* _AIM OF THE EXERCISE_
From the first line of the data below, repeat each line exactly until you reach the line with "fn frame(header: [u8;"; include that line too.

Collected data:
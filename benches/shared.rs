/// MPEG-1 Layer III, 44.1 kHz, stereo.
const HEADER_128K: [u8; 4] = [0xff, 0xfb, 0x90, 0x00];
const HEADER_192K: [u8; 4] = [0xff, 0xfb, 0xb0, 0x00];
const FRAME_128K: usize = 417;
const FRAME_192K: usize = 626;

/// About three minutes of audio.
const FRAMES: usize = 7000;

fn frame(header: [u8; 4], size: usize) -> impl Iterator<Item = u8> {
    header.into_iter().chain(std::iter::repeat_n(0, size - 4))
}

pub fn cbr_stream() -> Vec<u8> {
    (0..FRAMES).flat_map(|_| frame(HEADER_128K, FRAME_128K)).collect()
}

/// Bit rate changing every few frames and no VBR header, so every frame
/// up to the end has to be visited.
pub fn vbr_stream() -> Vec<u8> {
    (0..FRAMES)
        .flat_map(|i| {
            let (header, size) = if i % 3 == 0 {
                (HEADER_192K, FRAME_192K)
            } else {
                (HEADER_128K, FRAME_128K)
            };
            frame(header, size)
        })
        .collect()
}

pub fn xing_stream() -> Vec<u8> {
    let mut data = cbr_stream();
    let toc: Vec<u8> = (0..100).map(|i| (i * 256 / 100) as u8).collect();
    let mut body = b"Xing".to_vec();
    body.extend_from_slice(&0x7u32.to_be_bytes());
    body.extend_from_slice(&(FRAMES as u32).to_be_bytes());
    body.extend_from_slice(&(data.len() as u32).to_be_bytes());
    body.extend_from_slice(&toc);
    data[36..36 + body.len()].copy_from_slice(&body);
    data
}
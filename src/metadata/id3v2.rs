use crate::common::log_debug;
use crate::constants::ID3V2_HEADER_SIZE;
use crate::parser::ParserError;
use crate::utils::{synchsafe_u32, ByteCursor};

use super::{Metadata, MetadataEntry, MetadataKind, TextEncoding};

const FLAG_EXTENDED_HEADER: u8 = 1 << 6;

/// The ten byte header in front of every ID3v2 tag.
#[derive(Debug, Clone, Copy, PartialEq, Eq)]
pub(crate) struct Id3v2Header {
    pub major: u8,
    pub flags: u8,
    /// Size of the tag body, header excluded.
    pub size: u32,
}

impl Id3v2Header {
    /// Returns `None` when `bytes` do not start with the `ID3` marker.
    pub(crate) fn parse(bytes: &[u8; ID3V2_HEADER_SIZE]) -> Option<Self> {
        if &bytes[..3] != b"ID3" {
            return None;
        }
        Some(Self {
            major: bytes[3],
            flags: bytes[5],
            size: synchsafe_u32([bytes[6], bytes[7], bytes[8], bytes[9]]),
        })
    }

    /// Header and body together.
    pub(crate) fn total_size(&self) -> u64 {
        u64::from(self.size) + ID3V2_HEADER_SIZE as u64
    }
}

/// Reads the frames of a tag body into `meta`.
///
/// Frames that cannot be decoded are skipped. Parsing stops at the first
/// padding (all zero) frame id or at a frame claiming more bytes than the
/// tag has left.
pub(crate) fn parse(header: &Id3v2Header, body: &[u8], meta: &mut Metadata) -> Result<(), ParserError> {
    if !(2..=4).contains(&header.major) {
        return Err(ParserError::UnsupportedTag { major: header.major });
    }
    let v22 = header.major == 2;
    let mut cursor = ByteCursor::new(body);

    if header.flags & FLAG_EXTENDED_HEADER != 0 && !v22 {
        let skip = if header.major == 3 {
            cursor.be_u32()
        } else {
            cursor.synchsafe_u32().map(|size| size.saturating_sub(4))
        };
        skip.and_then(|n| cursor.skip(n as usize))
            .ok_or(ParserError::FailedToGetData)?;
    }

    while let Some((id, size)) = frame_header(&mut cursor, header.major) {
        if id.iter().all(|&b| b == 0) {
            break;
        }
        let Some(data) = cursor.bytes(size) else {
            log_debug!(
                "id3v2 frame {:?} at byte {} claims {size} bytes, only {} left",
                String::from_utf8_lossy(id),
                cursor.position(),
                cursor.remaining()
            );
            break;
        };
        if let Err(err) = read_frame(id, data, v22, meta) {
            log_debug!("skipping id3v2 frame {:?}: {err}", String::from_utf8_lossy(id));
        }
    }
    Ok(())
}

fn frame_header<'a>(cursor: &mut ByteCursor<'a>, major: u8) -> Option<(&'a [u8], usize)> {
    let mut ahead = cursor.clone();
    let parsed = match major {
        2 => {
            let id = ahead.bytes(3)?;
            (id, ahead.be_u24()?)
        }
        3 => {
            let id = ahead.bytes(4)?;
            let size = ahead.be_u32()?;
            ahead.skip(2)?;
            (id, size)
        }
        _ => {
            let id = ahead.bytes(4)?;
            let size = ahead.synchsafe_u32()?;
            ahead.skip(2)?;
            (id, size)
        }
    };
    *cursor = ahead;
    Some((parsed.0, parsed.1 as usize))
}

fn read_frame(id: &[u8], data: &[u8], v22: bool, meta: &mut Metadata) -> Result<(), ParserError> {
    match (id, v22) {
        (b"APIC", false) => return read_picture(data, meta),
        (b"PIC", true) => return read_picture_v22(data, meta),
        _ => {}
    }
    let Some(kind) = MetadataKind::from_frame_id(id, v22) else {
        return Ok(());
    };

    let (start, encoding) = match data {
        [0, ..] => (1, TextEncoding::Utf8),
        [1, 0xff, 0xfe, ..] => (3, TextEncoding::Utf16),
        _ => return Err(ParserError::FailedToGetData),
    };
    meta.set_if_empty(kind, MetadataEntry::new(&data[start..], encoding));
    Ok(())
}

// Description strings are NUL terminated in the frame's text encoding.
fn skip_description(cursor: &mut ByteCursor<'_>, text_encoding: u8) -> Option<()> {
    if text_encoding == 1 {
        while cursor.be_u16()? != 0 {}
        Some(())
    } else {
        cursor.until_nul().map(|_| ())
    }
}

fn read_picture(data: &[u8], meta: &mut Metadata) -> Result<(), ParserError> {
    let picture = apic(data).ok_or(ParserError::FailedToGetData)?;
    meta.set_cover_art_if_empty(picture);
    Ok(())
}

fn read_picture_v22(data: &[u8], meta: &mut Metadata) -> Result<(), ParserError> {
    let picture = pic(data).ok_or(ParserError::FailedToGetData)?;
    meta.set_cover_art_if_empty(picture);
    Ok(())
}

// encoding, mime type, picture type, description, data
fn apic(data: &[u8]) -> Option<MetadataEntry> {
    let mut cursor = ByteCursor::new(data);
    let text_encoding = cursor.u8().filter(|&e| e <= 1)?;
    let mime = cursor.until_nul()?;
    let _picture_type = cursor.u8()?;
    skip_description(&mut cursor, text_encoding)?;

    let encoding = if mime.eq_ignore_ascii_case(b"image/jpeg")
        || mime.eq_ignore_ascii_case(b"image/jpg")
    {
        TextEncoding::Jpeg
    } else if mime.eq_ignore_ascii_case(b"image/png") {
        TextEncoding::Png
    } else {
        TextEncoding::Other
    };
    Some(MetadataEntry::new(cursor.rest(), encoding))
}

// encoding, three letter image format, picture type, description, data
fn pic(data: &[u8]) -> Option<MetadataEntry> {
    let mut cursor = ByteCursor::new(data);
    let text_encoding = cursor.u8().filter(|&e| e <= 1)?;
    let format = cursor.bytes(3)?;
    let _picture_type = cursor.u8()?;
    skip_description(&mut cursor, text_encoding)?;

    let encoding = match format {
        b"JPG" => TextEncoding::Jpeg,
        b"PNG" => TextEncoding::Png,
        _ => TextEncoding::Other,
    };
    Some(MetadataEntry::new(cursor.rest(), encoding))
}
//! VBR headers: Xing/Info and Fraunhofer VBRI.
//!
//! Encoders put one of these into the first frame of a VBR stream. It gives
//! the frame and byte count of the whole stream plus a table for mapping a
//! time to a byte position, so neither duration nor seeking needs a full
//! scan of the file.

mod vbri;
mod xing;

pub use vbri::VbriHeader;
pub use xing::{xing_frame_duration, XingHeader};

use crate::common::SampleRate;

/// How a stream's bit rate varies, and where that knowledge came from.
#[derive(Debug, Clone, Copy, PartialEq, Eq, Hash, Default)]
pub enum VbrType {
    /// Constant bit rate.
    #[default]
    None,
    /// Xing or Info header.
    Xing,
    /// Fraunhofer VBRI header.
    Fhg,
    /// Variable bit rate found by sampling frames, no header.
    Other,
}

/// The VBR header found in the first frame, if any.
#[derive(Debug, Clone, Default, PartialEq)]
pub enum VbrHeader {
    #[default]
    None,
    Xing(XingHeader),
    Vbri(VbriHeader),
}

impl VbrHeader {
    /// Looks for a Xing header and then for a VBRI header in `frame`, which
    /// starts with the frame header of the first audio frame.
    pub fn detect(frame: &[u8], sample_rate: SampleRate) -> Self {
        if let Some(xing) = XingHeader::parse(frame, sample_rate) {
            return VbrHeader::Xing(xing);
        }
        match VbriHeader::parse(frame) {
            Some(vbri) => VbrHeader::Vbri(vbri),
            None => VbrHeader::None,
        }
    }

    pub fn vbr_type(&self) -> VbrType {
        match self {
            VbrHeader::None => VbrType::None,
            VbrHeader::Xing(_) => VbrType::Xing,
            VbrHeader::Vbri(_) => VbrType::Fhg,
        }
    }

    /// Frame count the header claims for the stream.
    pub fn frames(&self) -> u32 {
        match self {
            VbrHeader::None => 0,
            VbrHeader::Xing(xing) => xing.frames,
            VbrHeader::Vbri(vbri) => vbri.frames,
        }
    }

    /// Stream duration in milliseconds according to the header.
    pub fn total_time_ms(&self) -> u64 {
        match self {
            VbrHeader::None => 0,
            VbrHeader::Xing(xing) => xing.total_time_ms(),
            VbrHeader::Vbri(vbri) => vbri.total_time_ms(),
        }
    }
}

* _OUTPUT OF THE TASK_
filename benches/shared.rs
/// MPEG-1 Layer III, 44.1 kHz, stereo.
const HEADER_128K: [u8; 4] = [0xff, 0xfb, 0x90, 0x00];
const HEADER_192K: [u8; 4] = [0xff, 0xfb, 0xb0, 0x00];
const FRAME_128K: usize = 417;
const FRAME_192K: usize = 626;

/// About three minutes of audio.
const FRAMES: usize = 7000;

fn frame(header: [u8; 4], size: usize) -> impl Iterator<Item = u8> {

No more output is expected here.